> [Task description]
Emit an exact copy of the lines running from the start of the records to the line containing "pub enum SmoothingMethod", both included.
== Segment start ==
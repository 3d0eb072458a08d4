// src/repair.rs
//! Gap filling and temporal smoothing of per-joint tracks.

use crate::config::{PipelineConfig, SmoothingConfig};
use crate::joints::{NUM_CHANNELS, NUM_JOINTS, VISIBILITY};
use crate::sequence::PoseSequence;
use nalgebra::DMatrix;
use ndarray::Array3;
use tracing::debug;

#[derive(Debug, Clone, Copy, PartialEq, Eq)]
pub enum SmoothingMethod {
    SavitzkyGolay { window: usize, order: usize },
    MovingAverage { taps: usize },
    Unchanged,
}

/// Fills detector gaps per joint and denoises the filled trajectories.
#[derive(Debug, Clone)]
pub struct SequenceRepair {
    visibility_threshold: f32,
    smoothing: SmoothingConfig,
}

impl SequenceRepair {
    pub fn new(config: &PipelineConfig) -> Self {
        Self {
            visibility_threshold: config.thresholds.pose_visibility,
            smoothing: config.smoothing.clone(),
        }
    }

    /// Interpolate, then smooth.
    pub fn repair(&self, sequence: &PoseSequence) -> PoseSequence {
        let filled = self.interpolate(sequence);
        self.smooth(&filled)
    }

    /// Linear gap filling per joint.
    ///
    /// A frame is observed when its visibility reaches the threshold. Joints
    /// with fewer than two observed frames are flagged everywhere and get
    /// visibility 0. Otherwise missing x/y/z come from the neighbouring
    /// observations (held flat past the first/last one), visibility is set to
    /// exactly the threshold and the cell is flagged.
    pub fn interpolate(&self, sequence: &PoseSequence) -> PoseSequence {
        let mut out = sequence.clone();
        let t_len = sequence.num_frames();
        let threshold = self.visibility_threshold;
        let mut unusable = 0usize;

        for joint in 0..NUM_JOINTS {
            let observed: Vec<usize> = (0..t_len)
                .filter(|&t| sequence.data[[t, joint, VISIBILITY]] >= threshold)
                .collect();

            if observed.len() < 2 {
                for t in 0..t_len {
                    out.data[[t, joint, VISIBILITY]] = 0.0;
                    out.interpolation_mask[[t, joint]] = true;
                }
                if t_len > 0 {
                    unusable += 1;
                }
                continue;
            }
            if observed.len() == t_len {
                continue;
            }

            let mut next_obs = 0usize;
            for t in 0..t_len {
                if sequence.data[[t, joint, VISIBILITY]] >= threshold {
                    continue;
                }
                while next_obs < observed.len() && observed[next_obs] < t {
                    next_obs += 1;
                }
                for dim in 0..3 {
                    out.data[[t, joint, dim]] =
                        interp_at(t, &observed, next_obs, |i| sequence.data[[i, joint, dim]]);
                }
                out.data[[t, joint, VISIBILITY]] = threshold;
                out.interpolation_mask[[t, joint]] = true;
            }
        }

        if unusable > 0 {
            debug!(unusable, "joints with fewer than two observed frames");
        }
        out
    }

    /// Low-pass every joint channel (coordinates and visibility) across time.
    pub fn smooth(&self, sequence: &PoseSequence) -> PoseSequence {
        let (data, method) = smooth_array(&sequence.data, &self.smoothing);
        debug!(?method, frames = sequence.num_frames(), "smoothed sequence");
        PoseSequence {
            data,
            ..sequence.clone()
        }
    }
}

/// `np.interp` semantics: `next_obs` is the first observed index at or after `t`.
fn interp_at(t: usize, observed: &[usize], next_obs: usize, value: impl Fn(usize) -> f32) -> f32 {
    if next_obs == 0 {
        return value(observed[0]);
    }
    if next_obs >= observed.len() {
        return value(observed[observed.len() - 1]);
    }
    let lo = observed[next_obs - 1];
    let hi = observed[next_obs];
    let frac = (t - lo) as f32 / (hi - lo) as f32;
    let (y_lo, y_hi) = (value(lo), value(hi));
    y_lo + (y_hi - y_lo) * frac
}

/// Smooth along the time axis. Savitzky-Golay when the sequence allows a
/// window of at least 5, moving average otherwise.
pub fn smooth_array(data: &Array3<f32>, config: &SmoothingConfig) -> (Array3<f32>, SmoothingMethod) {
    let t_len = data.shape()[0];
    if t_len < 2 {
        return (data.clone(), SmoothingMethod::Unchanged);
    }

    let window = savgol_window(t_len, config.max_window);
    if window >= 5 {
        let order = config.poly_order.min(window - 1);
        if let Some(projection) = savgol_projection(window, order) {
            let out = map_series(data, |series| apply_projection(series, &projection));
            return (out, SmoothingMethod::SavitzkyGolay { window, order });
        }
    }

    let taps = config.fallback_taps;
    let out = map_series(data, |series| moving_average(series, taps));
    (out, SmoothingMethod::MovingAverage { taps })
}

/// Largest odd window not exceeding `max_window` or the sequence length.
fn savgol_window(t_len: usize, max_window: usize) -> usize {
    let mut window = max_window.min(t_len);
    if window % 2 == 0 {
        window = window.saturating_sub(1);
    }
    window
}

/// Hat matrix `V (VᵀV)⁻¹ Vᵀ` of a least-squares polynomial fit over a window.
/// Row `i` maps the window samples to the fitted value at position `i`.
pub fn savgol_projection(window: usize, order: usize) -> Option<DMatrix<f64>> {
    if window == 0 || order >= window {
        return None;
    }
    let center = (window / 2) as f64;
    let vandermonde =
        DMatrix::from_fn(window, order + 1, |k, j| (k as f64 - center).powi(j as i32));
    let gram = vandermonde.transpose() * &vandermonde;
    let inverse = gram.try_inverse()?;
    Some(&vandermonde * inverse * vandermonde.transpose())
}

fn apply_projection(series: &[f64], projection: &DMatrix<f64>) -> Vec<f64> {
    let n = series.len();
    let w = projection.nrows();
    let c = w / 2;
    let fit = |row: usize, offset: usize| -> f64 {
        (0..w).map(|k| projection[(row, k)] * series[offset + k]).sum()
    };

    (0..n)
        .map(|t| {
            if t < c {
                fit(t, 0)
            } else if t + c >= n {
                fit(t + w - n, n - w)
            } else {
                fit(c, t - c)
            }
        })
        .collect()
}

/// Centered moving average; edge windows average over the samples available.
fn moving_average(series: &[f64], taps: usize) -> Vec<f64> {
    let n = series.len();
    let left = taps / 2;
    let right = taps.saturating_sub(1) - left;
    (0..n)
        .map(|t| {
            let lo = t.saturating_sub(left);
            let hi = (t + right).min(n - 1);
            let span = &series[lo..=hi];
            span.iter().sum::<f64>() / span.len() as f64
        })
        .collect()
}

fn map_series(data: &Array3<f32>, f: impl Fn(&[f64]) -> Vec<f64>) -> Array3<f32> {
    let t_len = data.shape()[0];
    let mut out = data.clone();
    for joint in 0..NUM_JOINTS {
        for channel in 0..NUM_CHANNELS {
            let series: Vec<f64> = (0..t_len).map(|t| data[[t, joint, channel]] as f64).collect();
            for (t, value) in f(&series).into_iter().enumerate() {
                out[[t, joint, channel]] = value as f32;
            }
        }
    }
    out
}

#[cfg(test)]
mod tests {
    use super::*;
    use approx::assert_relative_eq;
    use ndarray::{Array1, Array3};

    fn repair() -> SequenceRepair {
        SequenceRepair::new(&PipelineConfig::default())
    }

    fn observed_sequence(t_len: usize) -> PoseSequence {
        let mut data = Array3::zeros((t_len, NUM_JOINTS, NUM_CHANNELS));
        for t in 0..t_len {
            for j in 0..NUM_JOINTS {
                data[[t, j, 0]] = 0.3 + 0.01 * t as f32 + 0.001 * j as f32;
                data[[t, j, 1]] = 0.6 - 0.005 * t as f32;
                data[[t, j, 2]] = -0.1;
                data[[t, j, VISIBILITY]] = 0.95;
            }
        }
        PoseSequence::from_raw(data, 30.0, Array1::from_elem(t_len, true)).unwrap()
    }

    #[test]
    fn test_fully_observed_is_untouched() {
        let seq = observed_sequence(12);
        let out = repair().interpolate(&seq);
        assert_eq!(out.data, seq.data);
        assert!(out.interpolation_mask.iter().all(|&m| !m));
    }

    #[test]
    fn test_single_gap_is_linear() {
        let mut seq = observed_sequence(3);
        for j in 0..NUM_JOINTS {
            seq.data[[0, j, 0]] = 0.2;
            seq.data[[2, j, 0]] = 0.6;
        }
        seq.data[[1, 7, 0]] = 99.0;
        seq.data[[1, 7, VISIBILITY]] = 0.1;

        let out = repair().interpolate(&seq);
        assert_relative_eq!(out.data[[1, 7, 0]], 0.4, epsilon = 1e-6);
        assert_eq!(out.data[[1, 7, VISIBILITY]], 0.5);
        assert!(out.interpolation_mask[[1, 7]]);
        assert!(!out.interpolation_mask[[0, 7]]);
        assert!(!out.interpolation_mask[[1, 8]]);
    }

    #[test]
    fn test_boundary_gaps_hold_nearest_observation() {
        let mut seq = observed_sequence(6);
        for t in [0, 1, 5] {
            seq.data[[t, 3, VISIBILITY]] = 0.0;
        }
        let out = repair().interpolate(&seq);
        assert_eq!(out.data[[0, 3, 0]], seq.data[[2, 3, 0]]);
        assert_eq!(out.data[[1, 3, 1]], seq.data[[2, 3, 1]]);
        assert_eq!(out.data[[5, 3, 0]], seq.data[[4, 3, 0]]);
    }

    #[test]
    fn test_unobservable_joint_is_flagged_not_filled() {
        let mut seq = observed_sequence(8);
        for t in 0..8 {
            seq.data[[t, 20, VISIBILITY]] = if t == 4 { 0.9 } else { 0.2 };
        }
        let out = repair().interpolate(&seq);
        for t in 0..8 {
            assert!(out.interpolation_mask[[t, 20]]);
            assert_eq!(out.data[[t, 20, VISIBILITY]], 0.0);
        }
    }

    #[test]
    fn test_savgol_preserves_cubic_tracks() {
        let t_len = 20;
        let mut data = Array3::zeros((t_len, NUM_JOINTS, NUM_CHANNELS));
        for t in 0..t_len {
            let x = t as f32 * 0.05;
            data[[t, 0, 0]] = 0.1 + x - 0.5 * x * x + 0.2 * x * x * x;
        }
        let (out, method) = smooth_array(&data, &SmoothingConfig::default());
        assert_eq!(method, SmoothingMethod::SavitzkyGolay { window: 11, order: 3 });
        for t in 0..t_len {
            assert_relative_eq!(out[[t, 0, 0]], data[[t, 0, 0]], epsilon = 1e-4);
        }
    }

    #[test]
    fn test_savgol_damps_jitter() {
        let t_len = 30;
        let mut data = Array3::zeros((t_len, NUM_JOINTS, NUM_CHANNELS));
        for t in 0..t_len {
            data[[t, 0, 1]] = if t % 2 == 0 { 0.52 } else { 0.48 };
        }
        let (out, _) = smooth_array(&data, &SmoothingConfig::default());
        for t in 6..24 {
            assert!((out[[t, 0, 1]] - 0.5).abs() < 0.02);
        }
    }

    #[test]
    fn test_window_is_odd_and_capped() {
        assert_eq!(savgol_window(100, 11), 11);
        assert_eq!(savgol_window(8, 11), 7);
        assert_eq!(savgol_window(9, 11), 9);
        assert_eq!(savgol_window(4, 11), 3);
        assert_eq!(savgol_window(50, 10), 9);
    }

    #[test]
    fn test_short_sequence_uses_moving_average() {
        let mut data = Array3::zeros((4, NUM_JOINTS, NUM_CHANNELS));
        for t in 0..4 {
            data[[t, 2, 0]] = t as f32;
        }
        let (out, method) = smooth_array(&data, &SmoothingConfig::default());
        assert_eq!(method, SmoothingMethod::MovingAverage { taps: 5 });
        // t=0 averages samples 0..=2
        assert_relative_eq!(out[[0, 2, 0]], 1.0, epsilon = 1e-6);
        assert_relative_eq!(out[[1, 2, 0]], 1.5, epsilon = 1e-6);
    }

    #[test]
    fn test_projection_rows_sum_to_one() {
        let h = savgol_projection(11, 3).unwrap();
        for i in 0..11 {
            let row_sum: f64 = (0..11).map(|k| h[(i, k)]).sum();
            assert_relative_eq!(row_sum, 1.0, epsilon = 1e-9);
        }
        assert!(savgol_projection(3, 3).is_none());
    }

    #[test]
    fn test_repair_keeps_mask_through_smoothing() {
        let mut seq = observed_sequence(15);
        seq.data[[7, 15, VISIBILITY]] = 0.0;
        let out = repair().repair(&seq);
        assert!(out.interpolation_mask[[7, 15]]);
        assert_eq!(out.num_frames(), 15);
    }
}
== Segment end ==
> [Answer space]
repository 3d0eb072458a08d4
// src/repair.rs
//! Gap filling and temporal smoothing of per-joint tracks.

use crate::config::{PipelineConfig, SmoothingConfig};
use crate::joints::{NUM_CHANNELS, NUM_JOINTS, VISIBILITY};
use crate::sequence::PoseSequence;
use nalgebra::DMatrix;
use ndarray::Array3;
use tracing::debug;

#[derive(Debug, Clone, Copy, PartialEq, Eq)]
pub enum SmoothingMethod {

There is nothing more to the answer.